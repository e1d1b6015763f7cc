// Copyright (c) 2025 Steve Wagner (ciroque@live.com)
// SPDX-License-Identifier: MIT

//! Module definitions, registration and the construction context.
//!
//! A module type implements [`crate::traits::Module`] for its runtime
//! behaviour and [`ModuleDefinition`] for its static shape (name,
//! dependencies, configuration type, constructor). Registering it in a
//! [`ModuleRegistry`] makes it loadable by name.

mod configuration;
mod context;
mod contributions;
mod registry;

pub use configuration::validate_module_configuration;
pub use context::{ModuleContext, ModuleServices};
pub use contributions::{Contribution, Contributions, Ontology};
pub use registry::{ModuleDefinition, ModuleDependencies, ModuleDescriptor, ModuleRegistry};
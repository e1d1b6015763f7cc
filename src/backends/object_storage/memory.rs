// Copyright (c) 2025 Steve Wagner (ciroque@live.com)
// SPDX-License-Identifier: MIT

use async_trait::async_trait;
use std::collections::BTreeMap;
use tokio::sync::mpsc::UnboundedSender;
use tokio::sync::RwLock;

use crate::backends::validate_relative_path;
use crate::errors::PortError;
use crate::traits::ObjectStoragePort;

/// Process-local object storage, mainly for tests and ephemeral workspaces.
#[derive(Default)]
pub struct MemoryObjectStorageAdapter {
    objects: RwLock<BTreeMap<String, Vec<u8>>>,
}

impl MemoryObjectStorageAdapter {
    pub fn new() -> Self {
        Self::default()
    }
}

fn full_key(prefix: &str, key: &str) -> Result<String, PortError> {
    validate_relative_path(key)?;
    let prefix = prefix.trim_matches('/');
    if prefix.is_empty() {
        Ok(key.to_string())
    } else {
        validate_relative_path(prefix)?;
        Ok(format!("{}/{}", prefix, key))
    }
}

#[async_trait]
impl ObjectStoragePort for MemoryObjectStorageAdapter {
    async fn get_object(&self, prefix: &str, key: &str) -> Result<Vec<u8>, PortError> {
        let full = full_key(prefix, key)?;
        self.objects
            .read()
            .await
            .get(&full)
            .cloned()
            .ok_or_else(|| PortError::not_found(full))
    }

    async fn put_object(&self, prefix: &str, key: &str, content: Vec<u8>) -> Result<(), PortError> {
        let full = full_key(prefix, key)?;
        self.objects.write().await.insert(full, content);
        Ok(())
    }

    async fn delete_object(&self, prefix: &str, key: &str) -> Result<(), PortError> {
        let full = full_key(prefix, key)?;
        match self.objects.write().await.remove(&full) {
            Some(_) => Ok(()),
            None => Err(PortError::not_found(full)),
        }
    }

    async fn list_objects(
        &self,
        prefix: &str,
        queue: Option<&UnboundedSender<String>>,
    ) -> Result<Vec<String>, PortError> {
        let prefix = prefix.trim_matches('/');
        let scope = if prefix.is_empty() {
            String::new()
        } else {
            format!("{}/", prefix)
        };

        let objects = self.objects.read().await;
        let mut keys = Vec::new();
        for full in objects.keys() {
            if let Some(key) = full.strip_prefix(&scope) {
                if let Some(queue) = queue {
                    let _ = queue.send(key.to_string());
                }
                keys.push(key.to_string());
            }
        }
        Ok(keys)
    }
}

#[cfg(test)]
mod tests {
    use super::*;

    #[tokio::test]
    async fn test_round_trip_and_not_found() {
        let adapter = MemoryObjectStorageAdapter::new();
        adapter.put_object("a/b", "c.txt", b"hello".to_vec()).await.unwrap();

        assert_eq!(adapter.get_object("a/b", "c.txt").await.unwrap(), b"hello".to_vec());
        assert!(adapter.get_object("a/b", "d.txt").await.unwrap_err().is_not_found());

        adapter.delete_object("a/b", "c.txt").await.unwrap();
        assert!(adapter.get_object("a/b", "c.txt").await.unwrap_err().is_not_found());
    }

    #[tokio::test]
    async fn test_list_is_scoped_to_prefix() {
        let adapter = MemoryObjectStorageAdapter::new();
        adapter.put_object("a", "1", vec![]).await.unwrap();
        adapter.put_object("a/nested", "2", vec![]).await.unwrap();
        adapter.put_object("ab", "3", vec![]).await.unwrap();

        let keys = adapter.list_objects("a", None).await.unwrap();
        assert_eq!(keys, vec!["1".to_string(), "nested/2".to_string()]);
    }
}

-.-.-

__Task statement__. Within the listing above, how many lines hold the string "BTreeMap"? Answer with the number only.

__Exercise output__. 2